[Dataset records]:
════════════════════
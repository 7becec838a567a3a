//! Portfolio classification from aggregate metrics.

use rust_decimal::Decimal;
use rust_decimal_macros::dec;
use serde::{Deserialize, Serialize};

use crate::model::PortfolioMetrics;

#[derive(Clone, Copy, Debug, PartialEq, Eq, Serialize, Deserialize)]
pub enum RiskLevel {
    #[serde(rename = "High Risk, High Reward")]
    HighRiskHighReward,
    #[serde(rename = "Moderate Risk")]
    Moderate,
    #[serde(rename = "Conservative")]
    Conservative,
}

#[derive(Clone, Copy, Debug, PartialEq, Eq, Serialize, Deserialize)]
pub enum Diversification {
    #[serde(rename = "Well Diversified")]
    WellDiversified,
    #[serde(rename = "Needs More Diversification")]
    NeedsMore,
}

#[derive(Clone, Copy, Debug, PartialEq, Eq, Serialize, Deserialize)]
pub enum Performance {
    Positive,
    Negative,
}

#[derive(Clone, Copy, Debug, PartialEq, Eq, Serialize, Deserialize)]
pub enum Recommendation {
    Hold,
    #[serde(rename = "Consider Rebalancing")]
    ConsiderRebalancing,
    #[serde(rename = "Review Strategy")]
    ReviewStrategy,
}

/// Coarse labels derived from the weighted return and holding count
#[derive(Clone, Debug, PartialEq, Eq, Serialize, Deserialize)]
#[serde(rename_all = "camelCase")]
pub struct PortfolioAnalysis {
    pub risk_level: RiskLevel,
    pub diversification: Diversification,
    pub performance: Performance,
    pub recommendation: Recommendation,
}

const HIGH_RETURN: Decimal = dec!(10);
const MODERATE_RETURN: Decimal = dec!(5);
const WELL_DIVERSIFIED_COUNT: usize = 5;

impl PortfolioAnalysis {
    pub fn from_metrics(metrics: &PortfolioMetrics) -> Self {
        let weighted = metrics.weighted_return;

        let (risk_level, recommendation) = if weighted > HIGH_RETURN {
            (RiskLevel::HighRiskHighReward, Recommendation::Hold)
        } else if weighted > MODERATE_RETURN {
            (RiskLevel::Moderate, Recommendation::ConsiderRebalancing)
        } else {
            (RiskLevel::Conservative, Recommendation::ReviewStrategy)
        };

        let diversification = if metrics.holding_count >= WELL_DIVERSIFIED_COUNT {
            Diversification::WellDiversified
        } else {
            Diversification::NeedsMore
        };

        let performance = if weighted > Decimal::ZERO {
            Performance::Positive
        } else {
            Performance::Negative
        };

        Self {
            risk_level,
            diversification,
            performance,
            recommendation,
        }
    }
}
════════════════════
[Problem requirements]: The records above must be reproduced word for word.

[Output below]:
repository 7becec838a567a3a
//! Portfolio classification from aggregate metrics.

use rust_decimal::Decimal;
use rust_decimal_macros::dec;
use serde::{Deserialize, Serialize};

use crate::model::PortfolioMetrics;

#[derive(Clone, Copy, Debug, PartialEq, Eq, Serialize, Deserialize)]
pub enum RiskLevel {
    #[serde(rename = "High Risk, High Reward")]
    HighRiskHighReward,
    #[serde(rename = "Moderate Risk")]
    Moderate,
    #[serde(rename = "Conservative")]
    Conservative,
}

#[derive(Clone, Copy, Debug, PartialEq, Eq, Serialize, Deserialize)]
pub enum Diversification {
    #[serde(rename = "Well Diversified")]
    WellDiversified,
    #[serde(rename = "Needs More Diversification")]
    NeedsMore,
}

#[derive(Clone, Copy, Debug, PartialEq, Eq, Serialize, Deserialize)]
pub enum Performance {
    Positive,
    Negative,
}

#[derive(Clone, Copy, Debug, PartialEq, Eq, Serialize, Deserialize)]
pub enum Recommendation {
    Hold,
    #[serde(rename = "Consider Rebalancing")]
    ConsiderRebalancing,
    #[serde(rename = "Review Strategy")]
    ReviewStrategy,
}

/// Coarse labels derived from the weighted return and holding count
#[derive(Clone, Debug, PartialEq, Eq, Serialize, Deserialize)]
#[serde(rename_all = "camelCase")]
pub struct PortfolioAnalysis {
    pub risk_level: RiskLevel,
    pub diversification: Diversification,
    pub performance: Performance,
    pub recommendation: Recommendation,
}

const HIGH_RETURN: Decimal = dec!(10);
const MODERATE_RETURN: Decimal = dec!(5);
const WELL_DIVERSIFIED_COUNT: usize = 5;

impl PortfolioAnalysis {
    pub fn from_metrics(metrics: &PortfolioMetrics) -> Self {
        let weighted = metrics.weighted_return;

        let (risk_level, recommendation) = if weighted > HIGH_RETURN {
            (RiskLevel::HighRiskHighReward, Recommendation::Hold)
        } else if weighted > MODERATE_RETURN {
            (RiskLevel::Moderate, Recommendation::ConsiderRebalancing)
        } else {
            (RiskLevel::Conservative, Recommendation::ReviewStrategy)
        };

        let diversification = if metrics.holding_count >= WELL_DIVERSIFIED_COUNT {
            Diversification::WellDiversified
        } else {
            Diversification::NeedsMore
        };

        let performance = if weighted > Decimal::ZERO {
            Performance::Positive
        } else {
            Performance::Negative
        };

        Self {
            risk_level,
            diversification,
            performance,
            recommendation,
        }
    }
}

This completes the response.